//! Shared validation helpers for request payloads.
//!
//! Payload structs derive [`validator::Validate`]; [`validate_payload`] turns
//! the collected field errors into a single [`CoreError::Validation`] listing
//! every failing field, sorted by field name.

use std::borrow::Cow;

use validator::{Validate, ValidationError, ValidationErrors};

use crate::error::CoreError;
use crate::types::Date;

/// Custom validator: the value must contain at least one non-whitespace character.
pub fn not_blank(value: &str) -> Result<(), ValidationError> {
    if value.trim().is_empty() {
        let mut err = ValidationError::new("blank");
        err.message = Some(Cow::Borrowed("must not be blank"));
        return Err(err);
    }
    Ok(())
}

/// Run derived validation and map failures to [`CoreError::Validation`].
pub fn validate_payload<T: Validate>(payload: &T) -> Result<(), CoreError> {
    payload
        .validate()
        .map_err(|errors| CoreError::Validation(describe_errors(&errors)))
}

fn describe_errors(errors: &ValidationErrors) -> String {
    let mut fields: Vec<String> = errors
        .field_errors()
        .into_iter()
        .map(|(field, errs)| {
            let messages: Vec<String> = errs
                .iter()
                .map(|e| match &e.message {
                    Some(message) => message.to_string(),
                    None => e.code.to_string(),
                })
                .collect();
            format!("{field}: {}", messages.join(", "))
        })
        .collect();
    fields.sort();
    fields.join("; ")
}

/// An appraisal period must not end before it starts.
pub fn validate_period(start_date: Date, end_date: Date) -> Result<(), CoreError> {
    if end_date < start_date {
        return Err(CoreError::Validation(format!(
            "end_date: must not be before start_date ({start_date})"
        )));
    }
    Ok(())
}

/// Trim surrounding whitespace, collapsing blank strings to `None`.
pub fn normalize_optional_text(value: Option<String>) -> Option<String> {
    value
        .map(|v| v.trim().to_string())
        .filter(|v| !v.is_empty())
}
...
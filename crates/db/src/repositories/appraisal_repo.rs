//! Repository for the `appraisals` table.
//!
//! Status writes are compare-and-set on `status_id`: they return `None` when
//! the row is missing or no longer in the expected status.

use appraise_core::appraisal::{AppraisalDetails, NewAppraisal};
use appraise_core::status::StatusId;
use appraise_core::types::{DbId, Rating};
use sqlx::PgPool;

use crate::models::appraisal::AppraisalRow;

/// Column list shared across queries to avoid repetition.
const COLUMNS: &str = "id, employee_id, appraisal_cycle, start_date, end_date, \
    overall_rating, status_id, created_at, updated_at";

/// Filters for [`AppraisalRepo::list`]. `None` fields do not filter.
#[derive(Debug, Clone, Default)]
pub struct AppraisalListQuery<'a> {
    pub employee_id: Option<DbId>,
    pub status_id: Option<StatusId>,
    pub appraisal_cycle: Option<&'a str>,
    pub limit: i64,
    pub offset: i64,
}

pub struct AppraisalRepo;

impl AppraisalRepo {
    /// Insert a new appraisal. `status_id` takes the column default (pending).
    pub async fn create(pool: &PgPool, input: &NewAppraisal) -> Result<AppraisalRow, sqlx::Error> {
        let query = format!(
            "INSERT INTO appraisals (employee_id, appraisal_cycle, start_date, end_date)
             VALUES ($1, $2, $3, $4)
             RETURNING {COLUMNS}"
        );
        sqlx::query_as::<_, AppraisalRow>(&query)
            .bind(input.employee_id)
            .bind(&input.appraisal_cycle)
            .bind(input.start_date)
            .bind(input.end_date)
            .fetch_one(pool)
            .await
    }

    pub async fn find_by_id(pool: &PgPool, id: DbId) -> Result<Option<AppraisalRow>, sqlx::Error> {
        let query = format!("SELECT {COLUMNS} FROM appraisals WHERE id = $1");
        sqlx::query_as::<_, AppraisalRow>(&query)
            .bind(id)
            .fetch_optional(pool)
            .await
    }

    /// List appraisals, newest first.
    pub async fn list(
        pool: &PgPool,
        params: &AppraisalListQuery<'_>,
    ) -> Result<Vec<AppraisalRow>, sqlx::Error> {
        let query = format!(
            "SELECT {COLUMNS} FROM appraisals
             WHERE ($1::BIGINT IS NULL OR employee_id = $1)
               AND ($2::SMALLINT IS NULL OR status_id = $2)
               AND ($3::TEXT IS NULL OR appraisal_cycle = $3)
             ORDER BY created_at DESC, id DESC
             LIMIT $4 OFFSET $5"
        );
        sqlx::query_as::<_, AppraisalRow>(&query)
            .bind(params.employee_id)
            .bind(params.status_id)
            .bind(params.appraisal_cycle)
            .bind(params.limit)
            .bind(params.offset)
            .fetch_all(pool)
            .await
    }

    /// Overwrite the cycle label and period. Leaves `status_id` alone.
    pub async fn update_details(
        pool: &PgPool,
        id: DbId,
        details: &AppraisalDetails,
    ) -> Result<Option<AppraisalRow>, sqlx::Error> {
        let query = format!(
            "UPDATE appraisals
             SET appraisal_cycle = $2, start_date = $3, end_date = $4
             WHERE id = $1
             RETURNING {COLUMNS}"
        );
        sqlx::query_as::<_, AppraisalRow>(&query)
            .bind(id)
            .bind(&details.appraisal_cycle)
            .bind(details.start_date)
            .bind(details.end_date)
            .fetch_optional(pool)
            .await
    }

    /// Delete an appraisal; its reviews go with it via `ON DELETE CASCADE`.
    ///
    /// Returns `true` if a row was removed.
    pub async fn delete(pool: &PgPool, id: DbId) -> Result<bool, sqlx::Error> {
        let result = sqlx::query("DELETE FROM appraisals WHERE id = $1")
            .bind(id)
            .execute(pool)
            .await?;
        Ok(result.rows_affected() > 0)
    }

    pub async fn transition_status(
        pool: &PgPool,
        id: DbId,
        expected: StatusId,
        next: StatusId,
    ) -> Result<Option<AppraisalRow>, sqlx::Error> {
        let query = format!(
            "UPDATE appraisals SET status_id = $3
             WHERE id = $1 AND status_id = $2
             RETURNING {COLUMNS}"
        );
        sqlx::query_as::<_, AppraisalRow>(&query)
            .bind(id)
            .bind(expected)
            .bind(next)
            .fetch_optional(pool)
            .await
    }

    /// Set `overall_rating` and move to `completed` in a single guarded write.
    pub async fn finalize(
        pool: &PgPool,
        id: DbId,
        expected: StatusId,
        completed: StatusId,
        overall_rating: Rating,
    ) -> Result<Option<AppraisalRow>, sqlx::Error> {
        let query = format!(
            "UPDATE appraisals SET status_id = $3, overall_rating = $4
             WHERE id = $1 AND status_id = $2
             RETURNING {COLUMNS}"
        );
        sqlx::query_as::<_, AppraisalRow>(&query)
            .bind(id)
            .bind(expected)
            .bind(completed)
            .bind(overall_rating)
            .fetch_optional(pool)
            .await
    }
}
---
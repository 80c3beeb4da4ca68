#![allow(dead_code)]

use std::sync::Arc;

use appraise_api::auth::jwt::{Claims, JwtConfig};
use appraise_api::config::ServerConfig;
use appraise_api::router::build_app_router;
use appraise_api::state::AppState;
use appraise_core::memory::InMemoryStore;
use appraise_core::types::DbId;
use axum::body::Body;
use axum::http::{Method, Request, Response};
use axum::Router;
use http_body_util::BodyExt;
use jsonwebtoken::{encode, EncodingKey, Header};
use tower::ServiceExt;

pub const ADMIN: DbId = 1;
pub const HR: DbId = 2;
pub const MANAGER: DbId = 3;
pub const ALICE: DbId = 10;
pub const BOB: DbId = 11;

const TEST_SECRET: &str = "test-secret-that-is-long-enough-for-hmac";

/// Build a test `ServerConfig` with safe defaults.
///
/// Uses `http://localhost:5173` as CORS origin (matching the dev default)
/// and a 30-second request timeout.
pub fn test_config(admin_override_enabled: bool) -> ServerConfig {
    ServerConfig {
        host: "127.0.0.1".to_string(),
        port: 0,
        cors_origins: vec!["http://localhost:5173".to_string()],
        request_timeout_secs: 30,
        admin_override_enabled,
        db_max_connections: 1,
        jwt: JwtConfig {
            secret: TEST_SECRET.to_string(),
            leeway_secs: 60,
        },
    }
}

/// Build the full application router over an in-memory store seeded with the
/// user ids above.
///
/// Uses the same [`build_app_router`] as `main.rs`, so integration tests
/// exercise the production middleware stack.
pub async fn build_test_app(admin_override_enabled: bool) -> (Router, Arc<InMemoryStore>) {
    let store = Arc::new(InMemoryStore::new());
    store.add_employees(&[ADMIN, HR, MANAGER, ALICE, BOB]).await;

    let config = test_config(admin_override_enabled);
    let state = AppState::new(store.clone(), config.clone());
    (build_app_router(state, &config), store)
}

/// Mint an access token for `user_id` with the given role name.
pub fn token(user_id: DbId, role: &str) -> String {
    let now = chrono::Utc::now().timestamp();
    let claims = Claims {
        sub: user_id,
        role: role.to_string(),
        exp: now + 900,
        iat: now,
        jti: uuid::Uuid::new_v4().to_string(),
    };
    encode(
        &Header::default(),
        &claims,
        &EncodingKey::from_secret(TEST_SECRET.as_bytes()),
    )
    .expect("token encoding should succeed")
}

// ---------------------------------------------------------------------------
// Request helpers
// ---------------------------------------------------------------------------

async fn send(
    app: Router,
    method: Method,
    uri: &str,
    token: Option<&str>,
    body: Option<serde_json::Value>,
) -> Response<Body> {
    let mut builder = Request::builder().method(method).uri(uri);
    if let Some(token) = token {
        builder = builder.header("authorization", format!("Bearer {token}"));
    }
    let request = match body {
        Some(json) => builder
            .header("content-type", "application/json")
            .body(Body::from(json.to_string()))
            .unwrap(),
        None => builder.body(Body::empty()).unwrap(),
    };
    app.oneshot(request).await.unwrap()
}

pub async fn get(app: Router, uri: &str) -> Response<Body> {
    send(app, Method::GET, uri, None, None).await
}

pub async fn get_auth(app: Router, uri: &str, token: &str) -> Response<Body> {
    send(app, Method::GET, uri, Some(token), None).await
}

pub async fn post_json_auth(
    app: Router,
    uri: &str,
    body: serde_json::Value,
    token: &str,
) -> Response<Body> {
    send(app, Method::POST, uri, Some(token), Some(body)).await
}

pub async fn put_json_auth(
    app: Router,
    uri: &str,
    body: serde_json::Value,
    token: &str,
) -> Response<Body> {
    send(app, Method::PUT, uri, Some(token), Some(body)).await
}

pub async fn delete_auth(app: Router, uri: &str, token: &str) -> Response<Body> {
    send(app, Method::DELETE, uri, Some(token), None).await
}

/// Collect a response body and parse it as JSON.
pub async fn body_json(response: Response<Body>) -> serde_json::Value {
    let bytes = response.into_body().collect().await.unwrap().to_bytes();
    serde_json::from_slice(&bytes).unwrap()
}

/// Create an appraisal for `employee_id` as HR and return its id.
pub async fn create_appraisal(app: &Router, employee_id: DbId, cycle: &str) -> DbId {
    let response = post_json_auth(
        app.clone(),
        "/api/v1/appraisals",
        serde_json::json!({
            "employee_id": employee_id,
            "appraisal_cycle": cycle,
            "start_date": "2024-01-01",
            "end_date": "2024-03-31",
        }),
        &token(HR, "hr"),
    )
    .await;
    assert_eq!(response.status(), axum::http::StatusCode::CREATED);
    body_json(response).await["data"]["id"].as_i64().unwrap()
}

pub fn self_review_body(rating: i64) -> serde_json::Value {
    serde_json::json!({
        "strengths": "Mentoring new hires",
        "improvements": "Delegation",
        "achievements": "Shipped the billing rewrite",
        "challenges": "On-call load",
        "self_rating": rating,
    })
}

INSTRUCTIONS FOR THE TASK:
Restate word for word the lines of the data above, starting at the line containing "for request payloads." and ending at the line containing "use std::borrow::Cow;", both included, and nothing more.

RESPONSE BOX:
//! Shared validation helpers for request payloads.
//!
//! Payload structs derive [`validator::Validate`]; [`validate_payload`] turns
//! the collected field errors into a single [`CoreError::Validation`] listing
//! every failing field, sorted by field name.

use std::borrow::Cow;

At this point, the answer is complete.